• [EXERCISE REQUIREMENTS] Report the count of lines holding "DuplicateIdentifierError" in the records, with no other words.

Saved entries

┌──

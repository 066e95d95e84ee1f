use crate::domain::model::RawRecord;
use crate::taxonomy::report::AnalysisReport;
use crate::taxonomy::store::BatchOutcome;
use crate::utils::error::Result;
use async_trait::async_trait;

/// Supplies already-fetched robot candidates. Scraping lives outside this crate.
pub trait RecordSource: Send + Sync {
    fn fetch_records(&self) -> impl std::future::Future<Output = Result<Vec<RawRecord>>> + Send;
}

pub trait ConfigProvider: Send + Sync {
    fn input_path(&self) -> &str;
    fn registry_path(&self) -> Option<&str>;
    fn workers(&self) -> usize;
}

#[async_trait]
pub trait Pipeline: Send + Sync {
    async fn extract(&self) -> Result<Vec<RawRecord>>;
    async fn classify(&self, records: Vec<RawRecord>) -> Result<BatchOutcome>;
    async fn analyze(&self, outcome: BatchOutcome) -> Result<AnalysisReport>;
}
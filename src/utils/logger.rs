use tracing_subscriber::{layer::SubscriberExt, util::SubscriberInitExt, EnvFilter};

pub fn init_cli_logger(verbose: bool) {
    let filter = default_filter(verbose);

    tracing_subscriber::registry()
        .with(filter)
        .with(
            tracing_subscriber::fmt::layer()
                .with_target(false)
                .with_thread_ids(false)
                .with_file(false)
                .with_line_number(false)
                .with_writer(std::io::stderr)
                .compact(),
        )
        .init();
}

/// 結構化 JSON 日誌，方便下游報表工具收集
pub fn init_json_logger(verbose: bool) {
    let filter = default_filter(verbose);

    tracing_subscriber::registry()
        .with(filter)
        .with(
            tracing_subscriber::fmt::layer()
                .with_target(false)
                .with_thread_ids(false)
                .with_file(false)
                .with_line_number(false)
                .with_writer(std::io::stderr)
                .json(),
        )
        .init();
}

fn default_filter(verbose: bool) -> EnvFilter {
    if verbose {
        EnvFilter::try_from_default_env()
            .unwrap_or_else(|_| EnvFilter::new("robot_taxonomy=debug,info"))
    } else {
        EnvFilter::try_from_default_env().unwrap_or_else(|_| EnvFilter::new("robot_taxonomy=info"))
    }
}
use serde::Serialize;
use thiserror::Error;

#[derive(Error, Debug)]
pub enum TaxonomyError {
    #[error("IO error: {0}")]
    IoError(#[from] std::io::Error),

    #[error("Serialization error: {0}")]
    SerializationError(#[from] serde_json::Error),

    #[error("Malformed record data at line {line}: {message}")]
    ParseError { line: usize, message: String },

    #[error("Configuration error: {message}")]
    ConfigError { message: String },

    #[error("Invalid configuration value for '{field}' ({value}): {reason}")]
    InvalidConfigValueError {
        field: String,
        value: String,
        reason: String,
    },

    #[error("Unknown taxonomy level: {level}")]
    UnknownLevelError { level: String },

    #[error("Unknown class label: {class}")]
    UnknownClassError { class: String },

    #[error("Record '{record_id}' is missing required field '{field}'")]
    MissingFieldError { record_id: String, field: String },

    #[error("Record '{record_id}' has invalid {field} '{value}': {reason}")]
    InvalidFieldError {
        record_id: String,
        field: String,
        value: String,
        reason: String,
    },

    #[error("Duplicate record identifier: {id}")]
    DuplicateIdentifierError { id: String },

    #[error("Record not found: {id}")]
    NotFoundError { id: String },

    #[error("Cannot compute {level} diversity of an empty population")]
    EmptyPopulationError { level: String },

    #[error("Internal consistency violation for record '{record_id}': {message}")]
    InvariantViolation { record_id: String, message: String },

    #[error("Worker task failed: {message}")]
    WorkerError { message: String },
}

#[derive(Debug, Clone, Copy, PartialEq, Eq, Serialize)]
#[serde(rename_all = "snake_case")]
pub enum ErrorCategory {
    Configuration,
    Input,
    Invariant,
    Query,
    System,
}

#[derive(Debug, Clone, Copy, PartialEq, Eq, PartialOrd, Ord)]
pub enum ErrorSeverity {
    Low,
    Medium,
    High,
    Critical,
}

impl TaxonomyError {
    pub fn category(&self) -> ErrorCategory {
        match self {
            TaxonomyError::ConfigError { .. }
            | TaxonomyError::InvalidConfigValueError { .. }
            | TaxonomyError::UnknownClassError { .. } => ErrorCategory::Configuration,
            TaxonomyError::MissingFieldError { .. }
            | TaxonomyError::InvalidFieldError { .. }
            | TaxonomyError::DuplicateIdentifierError { .. } => ErrorCategory::Input,
            TaxonomyError::InvariantViolation { .. } => ErrorCategory::Invariant,
            TaxonomyError::UnknownLevelError { .. }
            | TaxonomyError::NotFoundError { .. }
            | TaxonomyError::EmptyPopulationError { .. } => ErrorCategory::Query,
            TaxonomyError::IoError(_)
            | TaxonomyError::SerializationError(_)
            | TaxonomyError::ParseError { .. }
            | TaxonomyError::WorkerError { .. } => ErrorCategory::System,
        }
    }

    pub fn severity(&self) -> ErrorSeverity {
        match self.category() {
            ErrorCategory::Input => ErrorSeverity::Low,
            ErrorCategory::Query => ErrorSeverity::Medium,
            ErrorCategory::Configuration => ErrorSeverity::High,
            ErrorCategory::Invariant | ErrorCategory::System => ErrorSeverity::Critical,
        }
    }

    /// 設定錯誤與不變量違反會中止整個分析流程；單筆輸入錯誤只記錄在批次報告中
    pub fn is_fatal(&self) -> bool {
        !matches!(self.category(), ErrorCategory::Input)
    }

    pub fn recovery_suggestion(&self) -> &'static str {
        match self {
            TaxonomyError::IoError(_) => "Check that the input file exists and is readable",
            TaxonomyError::SerializationError(_) | TaxonomyError::ParseError { .. } => {
                "Make sure the input is a JSON array or newline-delimited JSON of robot records"
            }
            TaxonomyError::ConfigError { .. }
            | TaxonomyError::InvalidConfigValueError { .. }
            | TaxonomyError::UnknownClassError { .. } => {
                "Fix the taxonomy registry definition and run again"
            }
            TaxonomyError::UnknownLevelError { .. } => {
                "Use one of: domain, kingdom, class, order, family, genus, species, primary_role, region"
            }
            TaxonomyError::MissingFieldError { .. } | TaxonomyError::InvalidFieldError { .. } => {
                "Correct the record in the input data; other records are unaffected"
            }
            TaxonomyError::DuplicateIdentifierError { .. } => {
                "Remove or rename the duplicated record identifier"
            }
            TaxonomyError::NotFoundError { .. } => "Check the record identifier",
            TaxonomyError::EmptyPopulationError { .. } => {
                "Classify at least one record before computing diversity"
            }
            TaxonomyError::InvariantViolation { .. } => {
                "The rule tables produce inconsistent labels; report this as a bug"
            }
            TaxonomyError::WorkerError { .. } => "Retry with fewer workers",
        }
    }

    pub fn user_friendly_message(&self) -> String {
        match self.category() {
            ErrorCategory::Configuration => format!("Invalid taxonomy registry: {}", self),
            ErrorCategory::Input => format!("Rejected record: {}", self),
            ErrorCategory::Invariant => format!("Internal classification error: {}", self),
            ErrorCategory::Query => format!("Query failed: {}", self),
            ErrorCategory::System => format!("System error: {}", self),
        }
    }
}

pub type Result<T> = std::result::Result<T, TaxonomyError>;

└──

• [THE ANSWER] 3